→ The problem
Where a line below holds the string "short", copy that line.

→ Records for the exercise
+--

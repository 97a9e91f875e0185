use std::path::Path;
use arrow::record_batch::RecordBatch;
use clap::Args;
use crate::dataset::error::IngestError;
use crate::dataset::traits::IPipeline;
use crate::dataset::{params, recode, source, splitter, writer};

/// sentiment ingestion args structure
#[derive(Args, Debug)]
pub struct IngestArgs{
    /// yaml file holding `data_ingestion.test_size`
    #[clap(long, visible_alias = "config", default_value = "params.yaml")]
    params: String,
    /// url or local path of the tweet emotions csv
    #[clap(long, short, visible_alias = "input", default_value = "https://raw.githubusercontent.com/campusx-official/jupyter-masterclass/main/tweet_emotions.csv")]
    source: String,
    /// output directory of train.csv and test.csv
    #[clap(long, short, visible_alias = "output", default_value = "data/raw")]
    output_path: String,
    /// random seed of the train/test shuffle
    #[clap(long, default_value_t = splitter::DEFAULT_SEED)]
    seed: u64,
    /// file receiving error level logs
    #[clap(long, default_value = "errors.log")]
    pub error_log: String,
}

/// Binary neutral/sadness dataset builder
pub struct SentimentIngestion<'a>{
    args: &'a IngestArgs,
}

impl <'a>SentimentIngestion<'a> {
    pub fn new(args: &'a IngestArgs) -> Self{
        Self{ args }
    }
}

impl<'a> IPipeline for SentimentIngestion<'a> {
    fn load_params(&self) -> Result<f64, IngestError> {
        params::load_params(Path::new(&self.args.params))
    }

    fn read_dataset(&self) -> Result<RecordBatch, IngestError> {
        source::read_dataset(&self.args.source)
    }

    fn process_dataset(&self, raw: RecordBatch) -> Result<RecordBatch, IngestError> {
        recode::process_dataset(raw)
    }

    fn split_dataset(&self, dataset: RecordBatch, test_size: f64) -> Result<(RecordBatch, RecordBatch), IngestError> {
        splitter::split_dataset(dataset, test_size, self.args.seed)
    }

    fn save_dataset(&self, train: RecordBatch, test: RecordBatch) -> Result<(), IngestError> {
        writer::save_dataset(Path::new(&self.args.output_path), &train, &test)
    }
}

#[cfg(test)]
mod tests {
    use super::*;
    use std::fs;
    use tempfile::TempDir;
    use crate::dataset::traits::Stage;

    const TWEETS: &str = "tweet_id,sentiment,content\n\
        1,neutral,n one\n\
        2,sadness,s one\n\
        3,neutral,n two\n\
        4,happiness,h one\n\
        5,neutral,n three\n\
        6,sadness,s two\n\
        7,neutral,n four\n\
        8,sadness,s three\n\
        9,happiness,h two\n\
        10,neutral,n five\n\
        11,neutral,n six\n\
        12,sadness,s four\n";

    struct Workspace {
        dir: TempDir,
        args: IngestArgs,
    }

    fn workspace(tweets: &str, params: &str) -> Workspace {
        let dir = tempfile::tempdir().unwrap();
        fs::write(dir.path().join("params.yaml"), params).unwrap();
        fs::write(dir.path().join("tweet_emotions.csv"), tweets).unwrap();
        let path = |name: &str| dir.path().join(name).to_str().unwrap().to_string();
        let args = IngestArgs {
            params: path("params.yaml"),
            source: path("tweet_emotions.csv"),
            output_path: path("data/raw"),
            seed: splitter::DEFAULT_SEED,
            error_log: path("errors.log"),
        };
        Workspace { dir, args }
    }

    fn read_output(ws: &Workspace, name: &str) -> String {
        fs::read_to_string(ws.dir.path().join("data").join("raw").join(name)).unwrap()
    }

    #[derive(clap::Parser)]
    struct Cli {
        #[clap(flatten)]
        args: IngestArgs,
    }

    #[test]
    fn cli_defaults_match_pipeline_constants() {
        use clap::Parser;
        let cli = Cli::try_parse_from(["tweet-ingest"]).unwrap();
        assert_eq!(cli.args.seed, splitter::DEFAULT_SEED);
        assert_eq!(cli.args.params, "params.yaml");
        assert_eq!(cli.args.output_path, "data/raw");
        let cli = Cli::try_parse_from(["tweet-ingest", "--seed", "7"]).unwrap();
        assert_eq!(cli.args.seed, 7);
    }

    #[test]
    fn builds_train_and_test_files() {
        let ws = workspace(TWEETS, "data_ingestion:\n  test_size: 0.2\n");
        SentimentIngestion::new(&ws.args).build().unwrap();

        let train = read_output(&ws, writer::TRAIN_FILE);
        let test = read_output(&ws, writer::TEST_FILE);
        let train_lines = train.lines().collect::<Vec<_>>();
        let test_lines = test.lines().collect::<Vec<_>>();
        assert_eq!(train_lines[0], "sentiment,content");
        assert_eq!(test_lines[0], "sentiment,content");
        assert_eq!(train_lines.len() - 1, 8);
        assert_eq!(test_lines.len() - 1, 2);

        let mut rows = train_lines[1..].iter().chain(test_lines[1..].iter()).copied().collect::<Vec<_>>();
        rows.sort_unstable();
        let mut expected = vec![
            "1,n one", "1,n two", "1,n three", "1,n four", "1,n five", "1,n six",
            "0,s one", "0,s two", "0,s three", "0,s four",
        ];
        expected.sort_unstable();
        assert_eq!(rows, expected);
    }

    #[test]
    fn reruns_are_byte_identical() {
        let ws = workspace(TWEETS, "data_ingestion:\n  test_size: 0.3\n");
        SentimentIngestion::new(&ws.args).build().unwrap();
        let first = (read_output(&ws, writer::TRAIN_FILE), read_output(&ws, writer::TEST_FILE));
        SentimentIngestion::new(&ws.args).build().unwrap();
        let second = (read_output(&ws, writer::TRAIN_FILE), read_output(&ws, writer::TEST_FILE));
        assert_eq!(first, second);
    }

    #[test]
    fn missing_label_column_writes_nothing() {
        let ws = workspace("tweet_id,content\n1,a\n2,b\n", "data_ingestion:\n  test_size: 0.2\n");
        let err = SentimentIngestion::new(&ws.args).build().unwrap_err();
        assert_eq!(err.stage, Stage::DataAcquired);
        assert!(matches!(err.source, IngestError::SchemaError(ref column) if column == "sentiment"));
        assert!(!ws.dir.path().join("data").exists());
    }

    #[test]
    fn no_target_labels_fails_at_split() {
        let ws = workspace("tweet_id,sentiment,content\n1,worry,a\n2,love,b\n", "data_ingestion:\n  test_size: 0.2\n");
        let err = SentimentIngestion::new(&ws.args).build().unwrap_err();
        assert_eq!(err.stage, Stage::Transformed);
        assert!(matches!(err.source, IngestError::InsufficientData { rows: 0, .. }));
    }

    #[test]
    fn invalid_test_size_fails_at_split() {
        let ws = workspace(TWEETS, "data_ingestion:\n  test_size: 1.5\n");
        let err = SentimentIngestion::new(&ws.args).build().unwrap_err();
        assert_eq!(err.stage, Stage::Transformed);
        assert!(matches!(err.source, IngestError::InvalidSplitFraction(_)));
    }

    #[test]
    fn missing_params_fails_before_reading() {
        let ws = workspace(TWEETS, "data_ingestion:\n  test_size: 0.2\n");
        fs::remove_file(&ws.args.params).unwrap();
        let err = SentimentIngestion::new(&ws.args).build().unwrap_err();
        assert_eq!(err.stage, Stage::Start);
        assert!(matches!(err.source, IngestError::ConfigNotFound { .. }));
        assert!(err.to_string().starts_with("load params failed"));
    }
}
use arrow::array::UInt32Array;
use arrow::compute::take;
use arrow::record_batch::RecordBatch;
use rand::rngs::StdRng;
use rand::seq::SliceRandom;
use rand::SeedableRng;
use crate::dataset::error::IngestError;

pub const DEFAULT_SEED: u64 = 42;

/// Row counts `(train, test)` for a dataset of `rows` rows.
///
/// The test partition gets `ceil(test_size * rows)` rows and train gets the rest.
pub fn split_sizes(rows: usize, test_size: f64) -> Result<(usize, usize), IngestError> {
    if !(test_size > 0.0 && test_size < 1.0) {
        return Err(IngestError::InvalidSplitFraction(test_size));
    }
    let n_test = (test_size * rows as f64).ceil() as usize;
    if n_test == 0 || n_test >= rows {
        return Err(IngestError::InsufficientData { rows, test_size });
    }
    Ok((rows - n_test, n_test))
}

/// Shuffle row indices with a fixed seed and split the dataset into `(train, test)`.
///
/// Test rows are the head of the permutation, train rows the tail.
pub fn split_dataset(
    dataset: RecordBatch,
    test_size: f64,
    seed: u64,
) -> Result<(RecordBatch, RecordBatch), IngestError> {
    let rows = dataset.num_rows();
    let (n_train, n_test) = split_sizes(rows, test_size)?;
    let mut indices = (0..rows as u32).collect::<Vec<_>>();
    let mut rng = StdRng::seed_from_u64(seed);
    indices.shuffle(&mut rng);
    let train_indices = indices.split_off(n_test);
    let test = take_rows(&dataset, indices)?;
    let train = take_rows(&dataset, train_indices)?;
    tracing::debug!(
        "dataset split: {} train, {} test (seed {})",
        n_train,
        n_test,
        seed
    );
    Ok((train, test))
}

fn take_rows(dataset: &RecordBatch, indices: Vec<u32>) -> Result<RecordBatch, IngestError> {
    let indices = UInt32Array::from(indices);
    let columns = dataset
        .columns()
        .iter()
        .map(|column| take(column.as_ref(), &indices, None))
        .collect::<Result<Vec<_>, _>>()?;
    Ok(RecordBatch::try_new(dataset.schema(), columns)?)
}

+--

→ Answer to the exercise
    #[clap(long, short, visible_alias = "input", default_value = "https://raw.githubusercontent.com/campusx-official/jupyter-masterclass/main/tweet_emotions.csv")]
    #[clap(long, short, visible_alias = "output", default_value = "data/raw")]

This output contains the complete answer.